An important means of controlling the bronze apple tree weevil, the shot-hole borer, the greater shot-hole borer, and the flatheaded apple tree borer is to keep the trees growing vigorously by proper cultivation, fertilizing, spraying, and pruning.
PLOWING UNDER the residues of field crops and other trash is a good practice. Plowing under infested stubble may not kill many European corn borers, but the borers subsequently crawling to the surface cannot find shelter and are killed by exposure to the weather and by natural enemies.
Plowing under remnants of sugarcane, sorghum, and corn in fall or winter in the Southern States will prevent many moths of the sugarcane borer and the southern cornstalk borer from emerging. In southern Arizona, turning the stubble under to a depth of at least 4 inches in the fall and thoroughly topworking the land keep most moths of the southwestern corn borer from emerging.
Fewer than 1 percent of the rice stalk borers live through the winter in stubble that is plowed properly in the fall.
Plowing under wheat stubble as early after harvest as practicable and destroying volunteer growth in the summer and early fall does much to destroy the hessian fly, the wheat jointworm, the wheat strawworm, the wheat stem sawfly, the black grain stem sawfly, and the European wheat stem sawfly.
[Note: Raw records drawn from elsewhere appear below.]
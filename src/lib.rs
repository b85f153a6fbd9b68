//! Skywatch - Scheduled and on-demand weather ingestion
//!
//! Fetches current conditions from a weather provider, either on request or
//! on a fixed schedule, and keeps the latest measurement per source key.

pub mod config;
pub mod ingest;
pub mod provider;
pub mod store;

pub use config::SkywatchConfig;
pub use ingest::{Ingestor, Scheduler, TaskRunner};
pub use store::{Measurement, MeasurementStore};
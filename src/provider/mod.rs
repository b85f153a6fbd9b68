//! Weather providers
//!
//! Providers fetch the current conditions for a coordinate pair and return a
//! [`Reading`]. The ingestion layer only talks to the [`WeatherProvider`]
//! trait, so alternate providers (or the [`StubProvider`] test double) can be
//! substituted without touching callers.

mod client;
mod open_meteo;
mod stub;

pub use client::{ProviderError, Reading, WeatherProvider};
pub use open_meteo::{OpenMeteoConfig, OpenMeteoProvider, DEFAULT_BASE_URL};
pub use stub::StubProvider;
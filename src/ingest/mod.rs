//! Ingestion pipeline
//!
//! An [`IngestionTask`] fetches one source's current conditions and persists
//! them. The [`TaskRunner`] executes tasks submitted by the [`Scheduler`] or
//! by on-demand callers through the [`Ingestor`]: fetches run concurrently on
//! a bounded worker pool, writes go through a single writer loop.

mod ingestor;
mod runner;
mod scheduler;
mod task;

pub use ingestor::{Acknowledgement, Ingestor};
pub use runner::{
    RunnerConfig, RunnerHandle, Submission, SubmissionRejected, TaskReport, TaskRunner, Trigger,
};
pub use scheduler::{Schedule, ScheduleError, ScheduledSource, Scheduler, SchedulerState};
pub use task::{IngestError, IngestionTask};
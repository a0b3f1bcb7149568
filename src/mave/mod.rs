//! MAVE-HGVS grammar.
//!
//! MAVE-HGVS is the restricted HGVS dialect accepted by MaveDB. Variants are
//! written without a reference accession and are relative to the score set's
//! target sequence:
//!
//! - `c.32A>G`, `c.4_5delinsGG`, `c.[7G>A;9T>A]`
//! - `p.Glu6Val`, `p.Met1=`, `p.[Leu2Gly;Trp7Ter]`
//! - `_wt` and `_sy` for wild-type and unplaced synonymous variants
//!
//! Every string emitted by the assembler is checked against a
//! [`VariantGrammar`] before it leaves the crate.
//!
//! # Example
//!
//! ```
//! use ferro_mave::event::EventClass;
//! use ferro_mave::mave::{MaveHgvsGrammar, VariantGrammar};
//!
//! let grammar = MaveHgvsGrammar;
//! assert!(grammar.is_valid("c.[7G>A;9T>A]", EventClass::Nucleotide));
//! assert!(grammar.is_valid("p.Met1=", EventClass::Protein));
//! assert!(!grammar.is_valid("c.[7G>A;p.Met1=]", EventClass::Nucleotide));
//! ```
//!
//! # References
//!
//! - [MaveDB](https://www.mavedb.org/)
//! - [MAVE-HGVS Specification](https://www.mavedb.org/docs/mavehgvs/)

mod grammar;
mod patterns;

pub use grammar::{Arity, MaveHgvsGrammar, VariantGrammar};
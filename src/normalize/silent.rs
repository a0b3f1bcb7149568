//! Silent-change inference.
//!
//! Upstream callers report synonymous codon changes as a bare `p.=`. The
//! residue and position are recovered here by translating the wild-type and
//! mutant codons of the group.

use super::group::{render_events, CodonGroup};
use crate::error::MaveError;
use crate::event::{NucleotideEvent, ProteinEvent};
use crate::sequence::SequenceModel;

#[derive(Debug, Clone, Copy)]
pub struct SilentInference<'a> {
    model: &'a SequenceModel,
}

impl<'a> SilentInference<'a> {
    pub fn new(model: &'a SequenceModel) -> Self {
        Self { model }
    }

    /// Infer the silent protein event for a codon group.
    pub fn infer(&self, group: &CodonGroup) -> Result<ProteinEvent, MaveError> {
        self.infer_events(group.events())
    }

    /// Infer the silent protein event for events that must share one codon.
    ///
    /// Events flagged silent keep the wild-type base; others must state the
    /// wild-type base as their reference. Fails if the mutant codon encodes a
    /// different residue.
    pub fn infer_events(&self, events: &[NucleotideEvent]) -> Result<ProteinEvent, MaveError> {
        let mut sorted = events.to_vec();
        sorted.sort_by_key(|e| e.position());

        let (first, last) = match (sorted.first(), sorted.last()) {
            (Some(first), Some(last)) => (*first, *last),
            _ => {
                return Err(MaveError::MultipleCodons {
                    events: "[]".to_string(),
                })
            }
        };
        let codon_number = first.codon_number().ok_or_else(|| MaveError::InvalidPosition {
            position: first.position(),
            msg: "cannot infer a codon from an upstream position".to_string(),
        })?;
        if last.codon_number() != Some(codon_number) {
            return Err(MaveError::MultipleCodons {
                events: render_events(&sorted),
            });
        }

        if !self.model.is_coding() {
            return Err(MaveError::NotCoding {
                variant: render_events(&sorted),
            });
        }
        let wt_codon = self
            .model
            .codon(codon_number)
            .ok_or_else(|| MaveError::PositionOutOfBounds {
                variant: last.to_string(),
                position: last.position(),
                length: self.model.len(),
            })?;

        let mut mut_codon = wt_codon;
        for event in &sorted {
            let frame = event.frame().unwrap_or(0);
            let wt_base = wt_codon.base(frame).ok_or_else(|| MaveError::InvalidPosition {
                position: event.position(),
                msg: "event has no frame within its codon".to_string(),
            })?;
            if let Some(stated) = event.reference() {
                if stated != wt_base {
                    return Err(MaveError::ReferenceMismatch {
                        location: format!("{}{}", event.prefix(), event.position()),
                        expected: wt_base.to_string(),
                        found: stated.to_string(),
                    });
                }
            }
            let new_base = if event.is_silent() {
                wt_base
            } else {
                event.alternate().unwrap_or(wt_base)
            };
            mut_codon = mut_codon
                .with_base(frame, new_base)
                .unwrap_or(mut_codon);
        }

        let table = self.model.codon_table();
        let wt_aa = table.translate(&wt_codon);
        let mut_aa = table.translate(&mut_codon);
        if wt_aa != mut_aa {
            return Err(MaveError::NonSynonymous {
                events: render_events(&sorted),
                wt_codon: wt_codon.to_string(),
                wt_aa: wt_aa.to_string(),
                mut_codon: mut_codon.to_string(),
                mut_aa: mut_aa.to_string(),
            });
        }

        ProteinEvent::synonymous(codon_number, wt_aa)
    }
}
Plowing under volunteer and second-growth wheat before April and seeding of quick-maturing varieties of spring wheat are recommended in Oregon in years when an outbreak of wheat stem maggot is threatened.
The destruction or killing of cotton plants as early as possible before the first killing frost by mechanical or chemical methods aids in the control of the boll weevil and the pink bollworm. Plowing under the crop residue after the stalks are cut further reduces the numbers of the pink bollworm.
TILLAGE may destroy insects in the soil when they are in a vulnerable position or stage of development.
Plowing fields in which grasshoppers have deposited their eggs may bury the eggs so deeply that the newly hatched hoppers cannot reach the surface. Plowing also may bring the eggs to the surface, where they are killed by exposure to sun and wind. Tillage also loosens the soil so that it is not suitable for grasshoppers to lay their eggs.
The pupae of wireworms, native white grubs, Japanese beetles, white-fringed beetles, the European chafer, and the sugarcane beetle are fragile and easily killed mechanically. Plowing fields that have been in small grains or early truck crops between July 15 and August 15 kills many of the pupating wireworms.